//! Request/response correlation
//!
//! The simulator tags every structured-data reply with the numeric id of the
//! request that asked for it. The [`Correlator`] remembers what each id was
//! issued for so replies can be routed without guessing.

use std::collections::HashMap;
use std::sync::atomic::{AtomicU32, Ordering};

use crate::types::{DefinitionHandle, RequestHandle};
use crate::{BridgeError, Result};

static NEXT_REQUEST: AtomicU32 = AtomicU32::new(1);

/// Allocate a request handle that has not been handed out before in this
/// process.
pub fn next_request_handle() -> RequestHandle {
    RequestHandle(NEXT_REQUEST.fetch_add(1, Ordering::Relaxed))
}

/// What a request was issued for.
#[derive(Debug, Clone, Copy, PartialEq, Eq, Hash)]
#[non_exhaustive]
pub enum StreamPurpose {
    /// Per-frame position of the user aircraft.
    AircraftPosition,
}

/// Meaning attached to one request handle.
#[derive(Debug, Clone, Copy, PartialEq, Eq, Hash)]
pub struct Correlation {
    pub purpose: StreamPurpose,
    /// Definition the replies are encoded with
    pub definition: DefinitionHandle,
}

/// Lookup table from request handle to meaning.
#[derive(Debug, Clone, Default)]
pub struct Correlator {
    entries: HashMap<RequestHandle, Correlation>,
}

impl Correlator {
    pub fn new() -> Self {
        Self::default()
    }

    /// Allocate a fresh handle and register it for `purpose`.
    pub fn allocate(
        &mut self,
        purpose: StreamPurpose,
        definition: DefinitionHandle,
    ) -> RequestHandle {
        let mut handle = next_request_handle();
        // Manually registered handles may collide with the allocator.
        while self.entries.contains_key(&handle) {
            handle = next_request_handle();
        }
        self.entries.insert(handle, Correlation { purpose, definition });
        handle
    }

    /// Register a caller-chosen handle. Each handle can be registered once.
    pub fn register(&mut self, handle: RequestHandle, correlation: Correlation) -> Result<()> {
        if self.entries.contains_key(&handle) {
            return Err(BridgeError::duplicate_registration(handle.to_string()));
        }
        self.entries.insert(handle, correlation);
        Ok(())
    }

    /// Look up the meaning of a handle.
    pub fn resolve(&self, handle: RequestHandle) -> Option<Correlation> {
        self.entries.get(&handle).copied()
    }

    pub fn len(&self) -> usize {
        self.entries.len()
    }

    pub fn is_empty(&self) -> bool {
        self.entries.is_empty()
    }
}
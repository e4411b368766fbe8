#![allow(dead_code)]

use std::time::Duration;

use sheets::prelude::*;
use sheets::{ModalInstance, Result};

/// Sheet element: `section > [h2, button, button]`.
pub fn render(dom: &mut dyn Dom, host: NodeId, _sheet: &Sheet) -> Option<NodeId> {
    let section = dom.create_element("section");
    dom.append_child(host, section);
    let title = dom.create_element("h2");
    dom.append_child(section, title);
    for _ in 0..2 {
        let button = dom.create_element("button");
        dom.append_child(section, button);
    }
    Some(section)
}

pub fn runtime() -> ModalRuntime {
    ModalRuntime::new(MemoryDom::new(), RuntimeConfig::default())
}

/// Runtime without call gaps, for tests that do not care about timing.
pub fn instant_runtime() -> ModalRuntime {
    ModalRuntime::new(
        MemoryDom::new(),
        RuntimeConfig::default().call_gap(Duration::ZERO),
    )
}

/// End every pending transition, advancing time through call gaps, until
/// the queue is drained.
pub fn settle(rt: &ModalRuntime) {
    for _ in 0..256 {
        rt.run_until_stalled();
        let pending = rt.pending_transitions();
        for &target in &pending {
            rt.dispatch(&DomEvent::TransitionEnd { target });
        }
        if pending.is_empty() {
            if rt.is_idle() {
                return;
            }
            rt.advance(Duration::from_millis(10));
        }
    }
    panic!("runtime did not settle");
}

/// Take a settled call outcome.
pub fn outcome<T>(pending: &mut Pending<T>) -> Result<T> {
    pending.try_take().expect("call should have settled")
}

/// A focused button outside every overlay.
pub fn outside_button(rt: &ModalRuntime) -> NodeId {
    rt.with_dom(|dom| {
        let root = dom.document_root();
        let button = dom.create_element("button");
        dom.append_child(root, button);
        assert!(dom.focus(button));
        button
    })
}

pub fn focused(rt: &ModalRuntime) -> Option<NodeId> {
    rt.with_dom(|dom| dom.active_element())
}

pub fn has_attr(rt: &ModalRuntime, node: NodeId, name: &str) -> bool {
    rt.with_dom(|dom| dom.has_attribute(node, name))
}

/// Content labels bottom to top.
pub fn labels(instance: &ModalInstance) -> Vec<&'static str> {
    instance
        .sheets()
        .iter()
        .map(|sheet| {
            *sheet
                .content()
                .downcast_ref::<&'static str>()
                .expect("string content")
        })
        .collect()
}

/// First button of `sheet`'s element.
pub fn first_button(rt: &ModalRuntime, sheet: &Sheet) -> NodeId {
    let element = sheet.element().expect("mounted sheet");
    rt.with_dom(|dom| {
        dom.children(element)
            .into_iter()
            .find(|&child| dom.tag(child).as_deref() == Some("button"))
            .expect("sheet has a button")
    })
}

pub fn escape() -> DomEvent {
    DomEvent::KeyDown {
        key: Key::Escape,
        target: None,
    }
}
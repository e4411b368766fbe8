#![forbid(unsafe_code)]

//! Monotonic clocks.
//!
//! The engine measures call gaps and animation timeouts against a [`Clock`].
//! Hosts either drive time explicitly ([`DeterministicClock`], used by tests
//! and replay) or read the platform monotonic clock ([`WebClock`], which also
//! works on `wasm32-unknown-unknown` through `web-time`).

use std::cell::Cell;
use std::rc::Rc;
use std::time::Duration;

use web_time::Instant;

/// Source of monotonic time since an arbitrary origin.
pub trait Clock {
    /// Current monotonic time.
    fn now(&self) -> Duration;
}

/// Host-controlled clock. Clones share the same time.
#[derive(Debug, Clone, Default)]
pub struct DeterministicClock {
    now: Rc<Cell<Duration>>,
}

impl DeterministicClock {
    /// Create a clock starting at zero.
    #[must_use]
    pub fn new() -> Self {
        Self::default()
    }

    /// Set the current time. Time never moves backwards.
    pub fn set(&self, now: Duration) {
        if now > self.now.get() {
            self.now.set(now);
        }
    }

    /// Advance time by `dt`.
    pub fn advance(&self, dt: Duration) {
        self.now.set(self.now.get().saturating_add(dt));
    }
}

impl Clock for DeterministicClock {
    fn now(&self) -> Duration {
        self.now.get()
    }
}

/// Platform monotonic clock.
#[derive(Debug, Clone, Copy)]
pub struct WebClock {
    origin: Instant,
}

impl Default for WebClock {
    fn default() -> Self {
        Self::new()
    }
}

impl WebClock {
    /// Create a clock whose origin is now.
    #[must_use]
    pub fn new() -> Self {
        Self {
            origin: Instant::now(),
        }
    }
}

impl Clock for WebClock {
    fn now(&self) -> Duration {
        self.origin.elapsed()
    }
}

* * * *

Set down the whole of the material again, exactly.

- **Worked solution**:
//! Request/response correlation
//!
//! The simulator tags every structured-data reply with the numeric id of the
//! request that asked for it. The [`Correlator`] remembers what each id was
//! issued for so replies can be routed without guessing.

use std::collections::HashMap;
use std::sync::atomic::{AtomicU32, Ordering};

use crate::types::{DefinitionHandle, RequestHandle};
use crate::{BridgeError, Result};

static NEXT_REQUEST: AtomicU32 = AtomicU32::new(1);

/// Allocate a request handle that has not been handed out before in this
/// process.
pub fn next_request_handle() -> RequestHandle {
    RequestHandle(NEXT_REQUEST.fetch_add(1, Ordering::Relaxed))
}

/// What a request was issued for.
#[derive(Debug, Clone, Copy, PartialEq, Eq, Hash)]
#[non_exhaustive]
pub enum StreamPurpose {
    /// Per-frame position of the user aircraft.
    AircraftPosition,
}

/// Meaning attached to one request handle.
#[derive(Debug, Clone, Copy, PartialEq, Eq, Hash)]
pub struct Correlation {
    pub purpose: StreamPurpose,
    /// Definition the replies are encoded with
    pub definition: DefinitionHandle,
}

/// Lookup table from request handle to meaning.
#[derive(Debug, Clone, Default)]
pub struct Correlator {
    entries: HashMap<RequestHandle, Correlation>,
}

impl Correlator {
    pub fn new() -> Self {
        Self::default()
    }

    /// Allocate a fresh handle and register it for `purpose`.
    pub fn allocate(
        &mut self,
        purpose: StreamPurpose,
        definition: DefinitionHandle,
    ) -> RequestHandle {
        let mut handle = next_request_handle();
        // Manually registered handles may collide with the allocator.
        while self.entries.contains_key(&handle) {
            handle = next_request_handle();
        }
        self.entries.insert(handle, Correlation { purpose, definition });
        handle
    }

    /// Register a caller-chosen handle. Each handle can be registered once.
    pub fn register(&mut self, handle: RequestHandle, correlation: Correlation) -> Result<()> {
        if self.entries.contains_key(&handle) {
            return Err(BridgeError::duplicate_registration(handle.to_string()));
        }
        self.entries.insert(handle, correlation);
        Ok(())
    }

    /// Look up the meaning of a handle.
    pub fn resolve(&self, handle: RequestHandle) -> Option<Correlation> {
        self.entries.get(&handle).copied()
    }

    pub fn len(&self) -> usize {
        self.entries.len()
    }

    pub fn is_empty(&self) -> bool {
        self.entries.is_empty()
    }
}
repository e4411b368766fbe8
#![allow(dead_code)]

use std::time::Duration;

use sheets::prelude::*;
use sheets::{ModalInstance, Result};

/// Sheet element: `section > [h2, button, button]`.
pub fn render(dom: &mut dyn Dom, host: NodeId, _sheet: &Sheet) -> Option<NodeId> {
    let section = dom.create_element("section");
    dom.append_child(host, section);
    let title = dom.create_element("h2");
    dom.append_child(section, title);
    for _ in 0..2 {
        let button = dom.create_element("button");
        dom.append_child(section, button);
    }
    Some(section)
}

pub fn runtime() -> ModalRuntime {
    ModalRuntime::new(MemoryDom::new(), RuntimeConfig::default())
}

/// Runtime without call gaps, for tests that do not care about timing.
pub fn instant_runtime() -> ModalRuntime {
    ModalRuntime::new(
        MemoryDom::new(),
        RuntimeConfig::default().call_gap(Duration::ZERO),
    )
}

/// End every pending transition, advancing time through call gaps, until
/// the queue is drained.
pub fn settle(rt: &ModalRuntime) {
    for _ in 0..256 {
        rt.run_until_stalled();
        let pending = rt.pending_transitions();
        for &target in &pending {
            rt.dispatch(&DomEvent::TransitionEnd { target });
        }
        if pending.is_empty() {
            if rt.is_idle() {
                return;
            }
            rt.advance(Duration::from_millis(10));
        }
    }
    panic!("runtime did not settle");
}

/// Take a settled call outcome.
pub fn outcome<T>(pending: &mut Pending<T>) -> Result<T> {
    pending.try_take().expect("call should have settled")
}

/// A focused button outside every overlay.
pub fn outside_button(rt: &ModalRuntime) -> NodeId {
    rt.with_dom(|dom| {
        let root = dom.document_root();
        let button = dom.create_element("button");
        dom.append_child(root, button);
        assert!(dom.focus(button));
        button
    })
}

pub fn focused(rt: &ModalRuntime) -> Option<NodeId> {
    rt.with_dom(|dom| dom.active_element())
}

pub fn has_attr(rt: &ModalRuntime, node: NodeId, name: &str) -> bool {
    rt.with_dom(|dom| dom.has_attribute(node, name))
}

/// Content labels bottom to top.
pub fn labels(instance: &ModalInstance) -> Vec<&'static str> {
    instance
        .sheets()
        .iter()
        .map(|sheet| {
            *sheet
                .content()
                .downcast_ref::<&'static str>()
                .expect("string content")
        })
        .collect()
}

/// First button of `sheet`'s element.
pub fn first_button(rt: &ModalRuntime, sheet: &Sheet) -> NodeId {
    let element = sheet.element().expect("mounted sheet");
    rt.with_dom(|dom| {
        dom.children(element)
            .into_iter()
            .find(|&child| dom.tag(child).as_deref() == Some("button"))
            .expect("sheet has a button")
    })
}

pub fn escape() -> DomEvent {
    DomEvent::KeyDown {
        key: Key::Escape,
        target: None,
    }
}
repository e4411b368766fbe8
#![forbid(unsafe_code)]

//! Monotonic clocks.
//!
//! The engine measures call gaps and animation timeouts against a [`Clock`].
//! Hosts either drive time explicitly ([`DeterministicClock`], used by tests
//! and replay) or read the platform monotonic clock ([`WebClock`], which also
//! works on `wasm32-unknown-unknown` through `web-time`).

use std::cell::Cell;
use std::rc::Rc;
use std::time::Duration;

use web_time::Instant;

/// Source of monotonic time since an arbitrary origin.
pub trait Clock {
    /// Current monotonic time.
    fn now(&self) -> Duration;
}

/// Host-controlled clock. Clones share the same time.
#[derive(Debug, Clone, Default)]
pub struct DeterministicClock {
    now: Rc<Cell<Duration>>,
}

impl DeterministicClock {
    /// Create a clock starting at zero.
    #[must_use]
    pub fn new() -> Self {
        Self::default()
    }

    /// Set the current time. Time never moves backwards.
    pub fn set(&self, now: Duration) {
        if now > self.now.get() {
            self.now.set(now);
        }
    }

    /// Advance time by `dt`.
    pub fn advance(&self, dt: Duration) {
        self.now.set(self.now.get().saturating_add(dt));
    }
}

impl Clock for DeterministicClock {
    fn now(&self) -> Duration {
        self.now.get()
    }
}

/// Platform monotonic clock.
#[derive(Debug, Clone, Copy)]
pub struct WebClock {
    origin: Instant,
}

impl Default for WebClock {
    fn default() -> Self {
        Self::new()
    }
}

impl WebClock {
    /// Create a clock whose origin is now.
    #[must_use]
    pub fn new() -> Self {
        Self {
            origin: Instant::now(),
        }
    }
}

impl Clock for WebClock {
    fn now(&self) -> Duration {
        self.origin.elapsed()
    }
}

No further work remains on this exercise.